**PROBLEM TO SOLVE**
Provide only the number of lines in the listing that contain the word "uploaded".

**RECORDS TO USE**
● ● ● ●

use super::{ObjectStore, PartRecord};
use crate::util::aws_sdk::IntoStream;
use crate::{Config, Result};
use aws_config::meta::region::RegionProviderChain;
use aws_config::BehaviorVersion;
use aws_credential_types::Credentials;
use aws_sdk_s3::error::SdkError;
use aws_sdk_s3::primitives::ByteStream;
use aws_sdk_s3::types::{CompletedMultipartUpload, CompletedPart};
use aws_types::region::Region;
use bytes::Bytes;
use futures::TryStreamExt;
use snafu::{prelude::*, IntoError};
use std::sync::Arc;
use tracing::{debug, instrument};

/// Key prefix of the objects holding incomplete parts
pub const INCOMPLETE_PART_PREFIX: &str = ".tuscache-incomplete/";

/// Implementation of [`ObjectStore`] for S3 and S3-compatible APIs.
///
/// Objects are stored in a single bucket, keyed by upload ID.  The incomplete part of an upload
/// is kept as a separate object under [`INCOMPLETE_PART_PREFIX`], which upload IDs may not start
/// with.
#[derive(Clone)]
pub struct S3Store {
    inner: Arc<S3StoreInner>,
}

struct S3StoreInner {
    bucket: String,
    client: aws_sdk_s3::Client,
}

impl S3Store {
    /// Connect to the bucket `bucket` using the S3 settings in `config`.
    ///
    /// This doesn't make any network calls, so a misconfigured bucket only shows up as errors on
    /// the first upload.
    pub async fn new(config: &Config, bucket: impl Into<String>) -> Self {
        Self::with_client(make_s3_client(config).await, bucket)
    }

    /// Use an already-configured S3 client
    pub fn with_client(client: aws_sdk_s3::Client, bucket: impl Into<String>) -> Self {
        Self {
            inner: Arc::new(S3StoreInner {
                bucket: bucket.into(),
                client,
            }),
        }
    }

    pub fn bucket(&self) -> &str {
        &self.inner.bucket
    }

    fn incomplete_part_key(key: &str) -> String {
        format!("{INCOMPLETE_PART_PREFIX}{key}")
    }

    async fn get(&self, key: &str) -> Result<Option<Bytes>> {
        let response = match self
            .inner
            .client
            .get_object()
            .bucket(&self.inner.bucket)
            .key(key)
            .send()
            .await
        {
            Ok(response) => response,
            Err(e) if is_not_found(&e) => return Ok(None),
            Err(e) => {
                return Err(crate::error::GetObjectSnafu {
                    bucket: self.inner.bucket.clone(),
                    key,
                }
                .into_error(e))
            }
        };

        let data = response
            .body
            .collect()
            .await
            .with_context(|_| crate::error::ReadByteStreamSnafu {
                bucket: self.inner.bucket.clone(),
                key,
            })?;

        Ok(Some(data.into_bytes()))
    }

    async fn put(&self, key: &str, data: Bytes) -> Result<()> {
        self.inner
            .client
            .put_object()
            .bucket(&self.inner.bucket)
            .key(key)
            .body(ByteStream::from(data))
            .send()
            .await
            .with_context(|_| crate::error::PutObjectSnafu {
                bucket: self.inner.bucket.clone(),
                key,
            })?;

        Ok(())
    }

    async fn delete(&self, key: &str) -> Result<()> {
        // S3 reports success when deleting a key that doesn't exist
        self.inner
            .client
            .delete_object()
            .bucket(&self.inner.bucket)
            .key(key)
            .send()
            .await
            .with_context(|_| crate::error::DeleteObjectSnafu {
                bucket: self.inner.bucket.clone(),
                key,
            })?;

        Ok(())
    }
}

#[async_trait::async_trait]
impl ObjectStore for S3Store {
    #[instrument(skip(self), fields(bucket = %self.inner.bucket))]
    async fn create_multipart_upload(&self, key: &str) -> Result<String> {
        let response = self
            .inner
            .client
            .create_multipart_upload()
            .bucket(&self.inner.bucket)
            .key(key)
            .send()
            .await
            .with_context(|_| crate::error::CreateMultipartUploadSnafu {
                bucket: self.inner.bucket.clone(),
                key,
            })?;

        let upload_id = response
            .upload_id()
            .expect("BUG: multi-part uploads always have upload ID")
            .to_string();

        debug!(%upload_id, "Started multipart upload");

        Ok(upload_id)
    }

    #[instrument(skip(self, data), fields(bucket = %self.inner.bucket, size = data.len()))]
    async fn upload_part(
        &self,
        key: &str,
        upload_id: &str,
        part_number: u32,
        data: Bytes,
    ) -> Result<PartRecord> {
        let size = data.len() as u64;

        let response = self
            .inner
            .client
            .upload_part()
            .bucket(&self.inner.bucket)
            .key(key)
            .upload_id(upload_id)
            .part_number(part_number as i32)
            .content_length(size as i64)
            .body(ByteStream::from(data))
            .send()
            .await
            .with_context(|_| crate::error::UploadPartSnafu {
                bucket: self.inner.bucket.clone(),
                key,
                part_number,
            })?;

        Ok(PartRecord {
            part_number,
            size,
            e_tag: response
                .e_tag()
                .expect("BUG: uploaded part missing etag")
                .to_string(),
        })
    }

    #[instrument(skip(self), fields(bucket = %self.inner.bucket))]
    async fn list_parts(&self, key: &str, upload_id: &str) -> Result<Vec<PartRecord>> {
        let pages = self
            .inner
            .client
            .list_parts()
            .bucket(&self.inner.bucket)
            .key(key)
            .upload_id(upload_id)
            .into_paginator()
            .send()
            .into_stream();

        let pages: Vec<_> = pages.try_collect().await.map_err(|e| {
            if is_not_found(&e) {
                crate::error::MultipartUploadNotFoundSnafu { key, upload_id }.build()
            } else {
                crate::error::ListPartsSnafu {
                    bucket: self.inner.bucket.clone(),
                    key,
                }
                .into_error(e)
            }
        })?;

        let parts = pages
            .iter()
            .flat_map(|page| page.parts())
            .map(|part| PartRecord {
                part_number: part.part_number().unwrap_or_default() as u32,
                size: part.size().unwrap_or_default() as u64,
                e_tag: part.e_tag().unwrap_or_default().to_string(),
            })
            .collect::<Vec<_>>();

        debug!(parts = parts.len(), "Listed uploaded parts");

        Ok(parts)
    }

    #[instrument(skip(self, parts), fields(bucket = %self.inner.bucket, parts = parts.len()))]
    async fn complete_multipart_upload(
        &self,
        key: &str,
        upload_id: &str,
        parts: Vec<PartRecord>,
    ) -> Result<()> {
        let parts = parts
            .into_iter()
            .map(|part| {
                CompletedPart::builder()
                    .e_tag(part.e_tag)
                    .part_number(part.part_number as i32)
                    .build()
            })
            .collect::<Vec<_>>();

        self.inner
            .client
            .complete_multipart_upload()
            .bucket(&self.inner.bucket)
            .key(key)
            .upload_id(upload_id)
            .multipart_upload(
                CompletedMultipartUpload::builder()
                    .set_parts(Some(parts))
                    .build(),
            )
            .send()
            .await
            .map_err(|e| {
                if is_not_found(&e) {
                    crate::error::MultipartUploadNotFoundSnafu { key, upload_id }.build()
                } else {
                    crate::error::CompleteMultipartUploadSnafu {
                        bucket: self.inner.bucket.clone(),
                        key,
                    }
                    .into_error(e)
                }
            })?;

        Ok(())
    }

    #[instrument(skip(self), fields(bucket = %self.inner.bucket))]
    async fn abort_multipart_upload(&self, key: &str, upload_id: &str) -> Result<()> {
        self.inner
            .client
            .abort_multipart_upload()
            .bucket(&self.inner.bucket)
            .key(key)
            .upload_id(upload_id)
            .send()
            .await
            .map_err(|e| {
                if is_not_found(&e) {
                    crate::error::MultipartUploadNotFoundSnafu { key, upload_id }.build()
                } else {
                    crate::error::AbortMultipartUploadSnafu {
                        bucket: self.inner.bucket.clone(),
                        key,
                    }
                    .into_error(e)
                }
            })?;

        Ok(())
    }

    #[instrument(skip(self, data), fields(bucket = %self.inner.bucket, size = data.len()))]
    async fn put_incomplete_part(&self, key: &str, data: Bytes) -> Result<()> {
        self.put(&Self::incomplete_part_key(key), data).await
    }

    async fn get_incomplete_part(&self, key: &str) -> Result<Option<Bytes>> {
        self.get(&Self::incomplete_part_key(key)).await
    }

    async fn delete_incomplete_part(&self, key: &str) -> Result<()> {
        self.delete(&Self::incomplete_part_key(key)).await
    }

    #[instrument(skip(self, data), fields(bucket = %self.inner.bucket, size = data.len()))]
    async fn put_object(&self, key: &str, data: Bytes) -> Result<()> {
        self.put(key, data).await
    }

    async fn get_object(&self, key: &str) -> Result<Option<Bytes>> {
        self.get(key).await
    }

    #[instrument(skip(self), fields(bucket = %self.inner.bucket))]
    async fn delete_object(&self, key: &str) -> Result<()> {
        self.delete(key).await
    }

    fn is_reserved_key(&self, key: &str) -> bool {
        key.starts_with(INCOMPLETE_PART_PREFIX)
    }
}

impl std::fmt::Debug for S3Store {
    fn fmt(&self, f: &mut std::fmt::Formatter<'_>) -> std::fmt::Result {
        f.debug_struct("S3Store")
            .field("bucket", &self.inner.bucket)
            .field("client", &"<...>")
            .finish()
    }
}

/// S3 reports a missing key or multipart upload as an HTTP 404, whatever the operation
fn is_not_found<E>(err: &SdkError<E>) -> bool {
    matches!(err, SdkError::ServiceError(e) if e.raw().status().as_u16() == 404)
}

async fn make_s3_client(config: &Config) -> aws_sdk_s3::Client {
    let region_provider = if let Some(region) = &config.aws_region {
        RegionProviderChain::first_try(Region::new(region.clone()))
    } else {
        // No explicit region; use the environment
        RegionProviderChain::default_provider().or_else("us-east-1")
    };

    let mut loader = aws_config::defaults(BehaviorVersion::latest()).region(region_provider);
    if let (Some(access_key_id), Some(secret_access_key)) =
        (&config.aws_access_key_id, &config.aws_secret_access_key)
    {
        loader = loader.credentials_provider(Credentials::new(
            access_key_id,
            secret_access_key,
            None,
            None,
            "tuscache",
        ));
    }
    let aws_config = loader.load().await;

    let mut s3_config_builder = aws_sdk_s3::config::Builder::from(&aws_config);
    if let Some(s3_endpoint) = &config.s3_endpoint {
        s3_config_builder = s3_config_builder
            .endpoint_url(s3_endpoint.to_string())
            .force_path_style(true);
    }

    aws_sdk_s3::Client::from_conf(s3_config_builder.build())
}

● ● ● ●

**WRITTEN SOLUTION**
2